"Death of a Unicorn : Une comédie qui peine à faire rire"

Le film La mort d’une licorne

Le film La mort d’une licorne
qui sortira vendredi, mélange comédie et macabre sans parvenir à séduire. Malgré une idée originale prometteuse, le récit souffre de clichés trop présents, laissant peu de place à l’humour. Paul Rudd et Jenna Ortega, dans les rôles d’un père et sa fille, se retrouvent confrontés à une situation étrange après avoir percuté une licorne.

Le résumé intrigant du film ne parvient pas à captiver

Paul Rudd incarne Elliot, un père qui espère décrocher un contrat avec la famille pharmaceutique des Léopolds lors d’une retraite d’entreprise. Sa fille Ridley, interprétée par Jenna Ortega, l’accompagne alors qu’ils font face à des événements inattendus après avoir heurté un animal sur la route. En découvrant qu’il s’agit en réalité d’une licorne, ils réalisent rapidement que cette créature possède des propriétés de guérison.

« Death of a Unicorn : Une comédie qui peine à faire rire »

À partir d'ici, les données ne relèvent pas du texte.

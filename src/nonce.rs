//! Nonce allocation for the relay's signing account.
//!
//! One counter guarded by an async mutex. A [`NonceLease`] holds the lock,
//! so everything between acquiring a nonce and broadcasting the transaction
//! runs one request at a time, in dispatch order.

use alloy_primitives::Address;
use std::sync::Arc;
use std::sync::atomic::{AtomicU64, AtomicUsize, Ordering};
use std::time::{Duration, Instant};
use tokio::sync::{Mutex, MutexGuard};
use tracing::{debug, info};

use crate::chain::CoordinatorChain;
use crate::error::ChainError;

/// Resync from the node when nothing is outstanding and we have been quiet
/// for this long.
pub const IDLE_RESYNC: Duration = Duration::from_secs(4);

#[derive(Debug)]
struct Activity {
    outstanding: AtomicUsize,
    last_ms: AtomicU64,
    epoch: Instant,
}

impl Activity {
    fn touch(&self) {
        let ms = self.epoch.elapsed().as_millis() as u64;
        self.last_ms.store(ms, Ordering::Relaxed);
    }

    fn idle_for(&self) -> Duration {
        let now = self.epoch.elapsed().as_millis() as u64;
        Duration::from_millis(now.saturating_sub(self.last_ms.load(Ordering::Relaxed)))
    }
}

#[derive(Debug)]
pub struct NonceManager {
    address: Address,
    idle_resync: Duration,
    next: Mutex<Option<u64>>,
    activity: Arc<Activity>,
}

impl NonceManager {
    pub fn new(address: Address) -> Self {
        Self::with_idle_resync(address, IDLE_RESYNC)
    }

    pub fn with_idle_resync(address: Address, idle_resync: Duration) -> Self {
        Self {
            address,
            idle_resync,
            next: Mutex::new(None),
            activity: Arc::new(Activity {
                outstanding: AtomicUsize::new(0),
                last_ms: AtomicU64::new(0),
                epoch: Instant::now(),
            }),
        }
    }

    /// Lock the counter and hand out the next nonce.
    pub async fn acquire(&self, chain: &dyn CoordinatorChain) -> Result<NonceLease<'_>, ChainError> {
        let mut next = self.next.lock().await;

        let idle = self.activity.outstanding.load(Ordering::Relaxed) == 0
            && self.activity.idle_for() >= self.idle_resync;
        if next.is_none() || idle {
            let synced = chain.transaction_count(self.address).await?;
            if *next != Some(synced) {
                info!(address = %self.address, previous = ?*next, nonce = synced, "Synced nonce from chain");
            }
            *next = Some(synced);
        }
        let nonce = next.unwrap_or_default();
        self.activity.touch();
        debug!(nonce, "Nonce leased");

        Ok(NonceLease {
            guard: next,
            nonce,
            activity: Arc::clone(&self.activity),
        })
    }

    /// Forget the counter; the next lease rereads it from the node.
    pub async fn reset(&self) {
        *self.next.lock().await = None;
    }

    pub fn outstanding(&self) -> usize {
        self.activity.outstanding.load(Ordering::Relaxed)
    }
}

/// Exclusive use of the next nonce. Dropping the lease returns the nonce
/// unused.
pub struct NonceLease<'a> {
    guard: MutexGuard<'a, Option<u64>>,
    nonce: u64,
    activity: Arc<Activity>,
}

impl NonceLease<'_> {
    pub fn nonce(&self) -> u64 {
        self.nonce
    }

    /// The transaction was accepted: consume the nonce.
    pub fn commit(mut self) -> InFlight {
        *self.guard = Some(self.nonce + 1);
        self.activity.outstanding.fetch_add(1, Ordering::Relaxed);
        self.activity.touch();
        InFlight {
            activity: Arc::clone(&self.activity),
        }
    }

    /// The node disagrees with our counter: reread it on the next acquire.
    pub fn invalidate(mut self) {
        *self.guard = None;
    }
}

/// Marks a broadcast transaction as not yet mined. Settles on drop.
#[derive(Debug)]
pub struct InFlight {
    activity: Arc<Activity>,
}

impl Drop for InFlight {
    fn drop(&mut self) {
        self.activity.outstanding.fetch_sub(1, Ordering::Relaxed);
        self.activity.touch();
    }
}
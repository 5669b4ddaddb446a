//! Relay counters.
//!
//! All counters are backed by atomics for lock-free concurrent access. They
//! are emitted as a structured log line on an interval and at shutdown.

use std::sync::atomic::{AtomicU64, Ordering};

/// Aggregated counters for one relay process.
#[derive(Debug, Default)]
pub struct RelayMetrics {
    /// Requests returned by the chain reader.
    pub requests_seen: AtomicU64,
    /// Fulfillments mined successfully by this instance.
    pub fulfilled: AtomicU64,
    /// Fulfillments that reverted because another instance won the race.
    pub reverted: AtomicU64,
    /// Requests found already fulfilled before any gas was spent.
    pub skipped: AtomicU64,
    /// Attempts that failed for any other reason.
    pub failed: AtomicU64,
    /// Chain reader polls that failed.
    pub poll_failures: AtomicU64,
    /// Sum of request-to-fulfillment latencies in blocks.
    pub latency_blocks_sum: AtomicU64,
}

impl RelayMetrics {
    pub fn new() -> Self {
        Self::default()
    }

    pub fn record_requests(&self, count: usize) {
        self.requests_seen.fetch_add(count as u64, Ordering::Relaxed);
    }

    pub fn record_fulfillment(&self, latency_blocks: u64) {
        self.fulfilled.fetch_add(1, Ordering::Relaxed);
        self.latency_blocks_sum
            .fetch_add(latency_blocks, Ordering::Relaxed);
    }

    pub fn record_revert(&self) {
        self.reverted.fetch_add(1, Ordering::Relaxed);
    }

    pub fn record_skip(&self) {
        self.skipped.fetch_add(1, Ordering::Relaxed);
    }

    pub fn record_failure(&self) {
        self.failed.fetch_add(1, Ordering::Relaxed);
    }

    pub fn record_poll_failure(&self) {
        self.poll_failures.fetch_add(1, Ordering::Relaxed);
    }

    /// Mean blocks-to-fulfill, or 0 if nothing was fulfilled.
    pub fn avg_latency_blocks(&self) -> u64 {
        let count = self.fulfilled.load(Ordering::Relaxed);
        if count == 0 {
            return 0;
        }
        self.latency_blocks_sum.load(Ordering::Relaxed) / count
    }

    pub fn to_json(&self) -> serde_json::Value {
        serde_json::json!({
            "requests_seen": self.requests_seen.load(Ordering::Relaxed),
            "fulfilled": self.fulfilled.load(Ordering::Relaxed),
            "reverted": self.reverted.load(Ordering::Relaxed),
            "skipped": self.skipped.load(Ordering::Relaxed),
            "failed": self.failed.load(Ordering::Relaxed),
            "poll_failures": self.poll_failures.load(Ordering::Relaxed),
            "avg_latency_blocks": self.avg_latency_blocks(),
        })
    }
}

#[cfg(test)]
mod tests {
    use super::*;

    #[test]
    fn average_latency_ignores_reverts() {
        let metrics = RelayMetrics::new();
        assert_eq!(metrics.avg_latency_blocks(), 0);
        metrics.record_fulfillment(2);
        metrics.record_fulfillment(4);
        metrics.record_revert();
        assert_eq!(metrics.avg_latency_blocks(), 3);

        let json = metrics.to_json();
        assert_eq!(json["fulfilled"], 2);
        assert_eq!(json["reverted"], 1);
    }
}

Cependant, ce point de départ intéressant est vite éclipsé par des personnages secondaires caricaturaux, tels que les Léopolds – une famille symbolisant tout ce qu’il y a de désagréable chez les riches cadres pharmaceutiques.

Les personnages incongrus rendent l’intrigue peu crédible

La dynamique entre Elliot et Ridley souffre également du manque de profondeur des personnages stéréotypés tels que Odell (Richard E. Grant), qui se meurt du cancer tout en rêvant d’immortalité, ou Belinda (Tea Leoni), qui fait semblant de s’investir dans la philanthropie sans réelle substance derrière ses actions.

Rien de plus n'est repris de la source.